Jahnplatz-1bDie verkehrliche Situation am Jahnplatz und in der Bielefelder Innenstadt hängt auch von der regionalen Verkehrsplanung ab, und da kommen einige zusätzliche Probleme auf die Bielefelder Innenstadt zu.

Friedrich Straetmanns: „Aktuell und in den nächsten Jahren fließen riesige Beträge in den Ausbau der Zufahrtstraßen nach Bielefeld, ohne das ein Cent in den Ausbau des ÖPNV fließt."
Die LINKE weist auf den aktuellen Ausbau der A33, dem gestarteten vierspurigen Ausbau der B66, der in der Planfeststellung befindlichen L712neu mit dem Ausbau der Herforder Straße auf vier Fahrspuren und der Ortsumgehung Ummeln hin. Die Straßen entlasten zwar direkt betroffene Anlieger, führen aber in ihrem Verlauf zu deutlichem Mehrverkehr, der auch in der Bielefelder City zu spüren sein wird. Straetmanns kritisiert, dass für die Schiene kein einziges Projekt wirklich in Sicht ist: Reaktivierung der Teutoburger Wald-Eisenbahn zwischen Versmold-Gütersloh-Hövelhof, 30 Minuten-Takt zwischen Detmold und Lage mit Elektrifizierung zwischen Lemgo und Bielefeld, Reaktivierung der Begatalbahn von Lemgo nach Barntrup, oder die Anbindung an die Bielefelder Stadtbahn des gesamten nördlichen Raumes (Werther, Jöllenbeck, Spenge und Enger).

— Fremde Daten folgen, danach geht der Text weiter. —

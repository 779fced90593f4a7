//! Node and connection registry.
//!
//! A [`Network`] is the view a local booster has of the mesh: its own node,
//! the remote nodes it has heard of, and at most one live [`Conn`] per remote
//! node. Networks are kept in an explicitly constructed [`Registry`] keyed by
//! the local node id.

mod conn;
mod node;

pub use conn::Conn;
pub use node::{hash_id, join_host_port, node_id, Node, Tunnel};

use std::collections::HashMap;
use std::sync::Arc;

use async_trait::async_trait;
use parking_lot::RwLock;

use crate::error::{Error, Result};
use crate::protocol::{NetworkStatus, TunnelOperation};
use crate::proxy::LoadBalancer;

/// Peers reachable from one local node.
///
/// Lock order is `conns` before `nodes` wherever both are held.
#[derive(Debug)]
pub struct Network {
    id: String,
    local: Arc<Node>,
    /// Remote nodes by id
    nodes: RwLock<HashMap<String, Arc<Node>>>,
    /// Connections by remote node id
    conns: RwLock<HashMap<String, Arc<Conn>>>,
}

impl Network {
    /// Create a network around `local`. The network shares its id.
    pub fn new(local: Arc<Node>) -> Self {
        Self {
            id: local.id().to_string(),
            local,
            nodes: RwLock::new(HashMap::new()),
            conns: RwLock::new(HashMap::new()),
        }
    }

    pub fn id(&self) -> &str {
        &self.id
    }

    pub fn local(&self) -> &Arc<Node> {
        &self.local
    }

    /// Register `conn` under its remote node id.
    ///
    /// Fails with [`Error::DuplicatePeer`] if a live connection to the same
    /// peer exists; the registered connection is left untouched and closing
    /// the rejected one is up to the caller.
    pub fn add_conn(&self, conn: Arc<Conn>) -> Result<()> {
        let node = conn
            .remote()
            .ok_or_else(|| Error::InvalidMessage("connection has no remote node".into()))?;
        let id = node.id().to_string();
        if id == self.id {
            return Err(Error::InvalidMessage(
                "refusing to register a connection to the local node".into(),
            ));
        }

        let mut conns = self.conns.write();
        if let Some(existing) = conns.get(&id) {
            if !existing.is_closed() {
                return Err(Error::DuplicatePeer(id));
            }
        }
        conns.insert(id.clone(), conn);
        self.nodes.write().insert(id, node);
        Ok(())
    }

    /// Unregister the connection to `id`, returning it.
    pub fn remove_conn(&self, id: &str) -> Option<Arc<Conn>> {
        self.conns.write().remove(id)
    }

    /// Live connection to `id`.
    pub fn conn(&self, id: &str) -> Option<Arc<Conn>> {
        self.prune();
        self.conns.read().get(id).cloned()
    }

    /// Every live connection.
    pub fn conns(&self) -> Vec<Arc<Conn>> {
        self.prune();
        self.conns.read().values().cloned().collect()
    }

    /// Drop connections that closed since they were registered.
    fn prune(&self) {
        let mut conns = self.conns.write();
        conns.retain(|id, c| {
            let keep = !c.is_closed();
            if !keep {
                tracing::debug!("network {}: pruning closed connection to {}", short(&self.id), short(id));
            }
            keep
        });
    }

    /// Local or remote node by id.
    pub fn node(&self, id: &str) -> Option<Arc<Node>> {
        if id == self.id {
            return Some(Arc::clone(&self.local));
        }
        self.nodes.read().get(id).cloned()
    }

    /// All known nodes, local first, remotes sorted by id.
    pub fn nodes(&self) -> Vec<Arc<Node>> {
        let mut remotes: Vec<_> = self.nodes.read().values().cloned().collect();
        remotes.sort_by(|a, b| a.id().cmp(b.id()));

        let mut nodes = Vec::with_capacity(remotes.len() + 1);
        nodes.push(Arc::clone(&self.local));
        nodes.extend(remotes);
        nodes
    }

    /// Forget a remote node. Its connection, if any, stays registered.
    pub fn remove_node(&self, id: &str) -> Option<Arc<Node>> {
        self.nodes.write().remove(id)
    }

    /// Snapshot of every known node.
    pub fn status(&self) -> NetworkStatus {
        NetworkStatus {
            id: self.id.clone(),
            nodes: self.nodes().iter().map(|n| n.status()).collect(),
        }
    }
}

#[async_trait]
impl LoadBalancer for Network {
    async fn get_node_balanced(&self) -> Result<Arc<Node>> {
        self.nodes
            .read()
            .values()
            .filter(|n| n.is_active())
            .min_by(|a, b| {
                a.workload()
                    .cmp(&b.workload())
                    .then_with(|| a.id().cmp(b.id()))
            })
            .cloned()
            .ok_or(Error::NoNodeAvailable)
    }

    async fn close_node(&self, id: &str) -> Result<Arc<Node>> {
        let node = self
            .nodes
            .read()
            .get(id)
            .cloned()
            .ok_or_else(|| Error::UnknownPeer(id.to_string()))?;
        node.set_active(false);

        let conn = self.conns.write().remove(id);
        if let Some(conn) = conn {
            conn.close().await?;
        }
        tracing::info!("network {}: closed node {}", short(&self.id), short(id));
        Ok(node)
    }

    async fn update_node(&self, id: &str, op: TunnelOperation, target: &str) -> Result<Arc<Node>> {
        let node = self
            .node(id)
            .ok_or_else(|| Error::UnknownPeer(id.to_string()))?;
        node.apply(target, op)?;
        Ok(node)
    }
}

/// Networks by local node id.
#[derive(Debug, Default)]
pub struct Registry {
    networks: RwLock<HashMap<String, Arc<Network>>>,
}

impl Registry {
    pub fn new() -> Self {
        Self::default()
    }

    /// Add `network`, replacing and returning any network with the same id.
    pub fn insert(&self, network: Arc<Network>) -> Option<Arc<Network>> {
        self.networks
            .write()
            .insert(network.id().to_string(), network)
    }

    pub fn get(&self, id: &str) -> Option<Arc<Network>> {
        self.networks.read().get(id).cloned()
    }

    pub fn remove(&self, id: &str) -> Option<Arc<Network>> {
        self.networks.write().remove(id)
    }

    pub fn len(&self) -> usize {
        self.networks.read().len()
    }

    pub fn is_empty(&self) -> bool {
        self.networks.read().is_empty()
    }
}

/// Abbreviated id for log lines.
pub(crate) fn short(id: &str) -> &str {
    id.get(..10).unwrap_or(id)
}
//! Typed module bodies.

use chrono::{DateTime, Utc};
use serde::{Deserialize, Serialize};

use super::{CtrlOperation, Message, TunnelOperation, VERSION};

/// Header module. Present in every packet.
#[derive(Debug, Clone, PartialEq, Eq, Serialize, Deserialize)]
pub struct Header {
    /// Message kind of the packet
    pub message: Message,
    /// Protocol version of the sender
    pub protocol_version: String,
    /// Message-specific operation, 0 when unused
    #[serde(default)]
    pub operation: i32,
}

impl Header {
    /// Header for `message` with no operation.
    pub fn new(message: Message) -> Self {
        Self {
            message,
            protocol_version: VERSION.to_string(),
            operation: 0,
        }
    }

    pub fn hello() -> Self {
        Self::new(Message::Hello)
    }

    pub fn heartbeat() -> Self {
        Self::new(Message::Heartbeat)
    }

    /// Asks the receiver to forward its node state on every tunnel change.
    pub fn tunnel_notify() -> Self {
        Self::new(Message::Notify)
    }

    pub fn node_status() -> Self {
        Self::new(Message::NodeStatus)
    }

    pub fn ctrl(op: CtrlOperation) -> Self {
        Self {
            operation: op as i32,
            ..Self::new(Message::Ctrl)
        }
    }
}

/// Sent by both ends right after the TCP connection is established.
#[derive(Debug, Clone, PartialEq, Eq, Serialize, Deserialize)]
pub struct Hello {
    pub bport: String,
    pub pport: String,
}

/// Asks the receiver to wire itself to `target`.
#[derive(Debug, Clone, PartialEq, Eq, Serialize, Deserialize)]
pub struct Connect {
    pub target: String,
}

/// Asks the receiver to drop its link to peer `id`.
#[derive(Debug, Clone, PartialEq, Eq, Serialize, Deserialize)]
pub struct Disconnect {
    pub id: String,
}

/// Liveness signal.
#[derive(Debug, Clone, PartialEq, Eq, Serialize, Deserialize)]
pub struct Heartbeat {
    /// Sender node id
    pub id: String,
    pub hops: i32,
    /// Absolute instant after which the sender considers the link dead
    pub ttl: DateTime<Utc>,
}

/// A tunnel relayed by a node.
#[derive(Debug, Clone, PartialEq, Eq, Serialize, Deserialize)]
pub struct TunnelStatus {
    pub id: String,
    pub target: String,
    pub acks: i32,
    pub copies: i32,
}

/// Full node state.
#[derive(Debug, Clone, PartialEq, Eq, Serialize, Deserialize)]
pub struct NodeStatus {
    pub id: String,
    pub baddr: String,
    pub paddr: String,
    pub active: bool,
    #[serde(default)]
    pub tunnels: Vec<TunnelStatus>,
}

/// A change in a proxy tunnel.
#[derive(Debug, Clone, PartialEq, Eq, Serialize, Deserialize)]
pub struct TunnelEvent {
    pub target: String,
    pub event: TunnelOperation,
}

/// Answer to `Monitor`: every node the sender knows about.
#[derive(Debug, Clone, PartialEq, Eq, Serialize, Deserialize)]
pub struct NetworkStatus {
    pub id: String,
    pub nodes: Vec<NodeStatus>,
}
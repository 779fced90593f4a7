//! Booster Binary
//!
//! Usage: booster [OPTIONS]
//!
//! Options:
//!   -c, --config <FILE>        Path to configuration file
//!   -p, --ports <PROXY> <BOOSTER>  Run with default settings on these ports
//!   -w, --wire <ADDR>          Booster to wire to at startup (repeatable)
//!   -g, --generate             Generate a configuration file
//!   -h, --help                 Print help information

use std::env;

use booster::{Booster, BoosterConfig, BoosterConfigFile, Error};

#[tokio::main]
async fn main() -> anyhow::Result<()> {
    // Respects RUST_LOG (e.g. RUST_LOG=booster=debug)
    tracing_subscriber::fmt()
        .with_env_filter(
            tracing_subscriber::EnvFilter::try_from_default_env()
                .unwrap_or_else(|_| tracing_subscriber::EnvFilter::new("info")),
        )
        .with_target(false)
        .init();

    let args: Vec<String> = env::args().skip(1).collect();
    if args.is_empty() {
        print_usage();
        return Ok(());
    }

    let mut config: Option<BoosterConfig> = None;
    let mut peers: Vec<String> = Vec::new();

    let mut i = 0;
    while i < args.len() {
        match args[i].as_str() {
            "-h" | "--help" => {
                print_usage();
                return Ok(());
            }
            "-g" | "--generate" => {
                return generate_config();
            }
            "-c" | "--config" => {
                let path = args
                    .get(i + 1)
                    .ok_or_else(|| anyhow::anyhow!("--config requires a file path"))?;
                let (file_config, file_peers) = load_config(path)?;
                config = Some(file_config);
                peers.extend(file_peers);
                i += 2;
            }
            "-p" | "--ports" => {
                let (Some(pport), Some(bport)) = (args.get(i + 1), args.get(i + 2)) else {
                    anyhow::bail!("--ports requires a proxy port and a booster port");
                };
                config = Some(BoosterConfig::new(pport.parse()?, bport.parse()?));
                i += 3;
            }
            "-w" | "--wire" => {
                let addr = args
                    .get(i + 1)
                    .ok_or_else(|| anyhow::anyhow!("--wire requires an address"))?;
                peers.push(addr.clone());
                i += 2;
            }
            other => {
                eprintln!("Unknown option: {}", other);
                print_usage();
                return Ok(());
            }
        }
    }

    run_booster(config.unwrap_or_default(), peers).await
}

fn print_usage() {
    println!(
        r#"Booster - peer-to-peer SOCKS5 relay mesh

USAGE:
    booster [OPTIONS]

OPTIONS:
    -c, --config <FILE>             Path to configuration file
    -p, --ports <PROXY> <BOOSTER>   Run with default settings on these ports
    -w, --wire <ADDR>               Booster to wire to at startup (repeatable)
    -g, --generate                  Generate a configuration file
    -h, --help                      Print help information

EXAMPLES:
    Generate a configuration:
        booster --generate > booster.toml

    Run a node:
        booster --config booster.toml

    Run a second node on the same host and wire it to the first:
        booster --ports 1081 4885 --wire 127.0.0.1:4884
"#
    );
}

fn generate_config() -> anyhow::Result<()> {
    let config_file = BoosterConfigFile::from_config(&BoosterConfig::default());

    println!("# Booster Configuration");
    println!("# Generated: {}", chrono::Utc::now());
    println!("# Protocol: {}", booster::VERSION);
    println!();
    println!("{}", toml::to_string_pretty(&config_file)?);

    Ok(())
}

fn load_config(path: &str) -> anyhow::Result<(BoosterConfig, Vec<String>)> {
    let content = std::fs::read_to_string(path)?;
    let config_file: BoosterConfigFile = toml::from_str(&content)?;
    let config = config_file.to_config().map_err(|e: String| anyhow::anyhow!(e))?;

    config.validate().map_err(|e: String| anyhow::anyhow!(e))?;

    Ok((config, config_file.peers))
}

async fn run_booster(config: BoosterConfig, peers: Vec<String>) -> anyhow::Result<()> {
    tracing::info!(
        "Starting booster {}: proxy port {}, booster port {}",
        booster::VERSION,
        config.proxy_port,
        config.booster_port
    );

    let node = Booster::new(config)?;

    for peer in peers {
        let node = node.clone();
        let ctx = node.stop_token();
        tokio::spawn(async move {
            match node.wire(ctx, "tcp", &peer).await {
                Ok(conn) => tracing::info!("Wired to {} ({})", peer, conn.peer_addr()),
                Err(e) => tracing::error!("Cannot wire to {}: {}", peer, e),
            }
        });
    }

    let res = node.run().await;
    tracing::info!("\n{}", node.metrics().format_report());

    match res {
        Ok(()) | Err(Error::Stopped) => Ok(()),
        Err(e) => Err(e.into()),
    }
}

„In den 80er Jahren hat einmal eine Bielefelder Verkehrsinitiative einen Plan für ein ostwestfälisches Regionalschnellbahnnetz entwickelt, dass müsste sich in Zeiten von Diesel-Gate und Klimawandel schon längst in der Umsetzungsphase befinden.", so Straetmanns weiter, „bei den Potentialanalysen für die Stadtbahnen nach Großdornberg/Werther und Jöllenbeck sind weder die regionalen Potentiale noch die möglichen Entlastungen in der Bielefelder Innenstadt berücksichtigt worden."

Hier besteht nach Ansicht der LINKEN ein dringender Handlungsbedarf.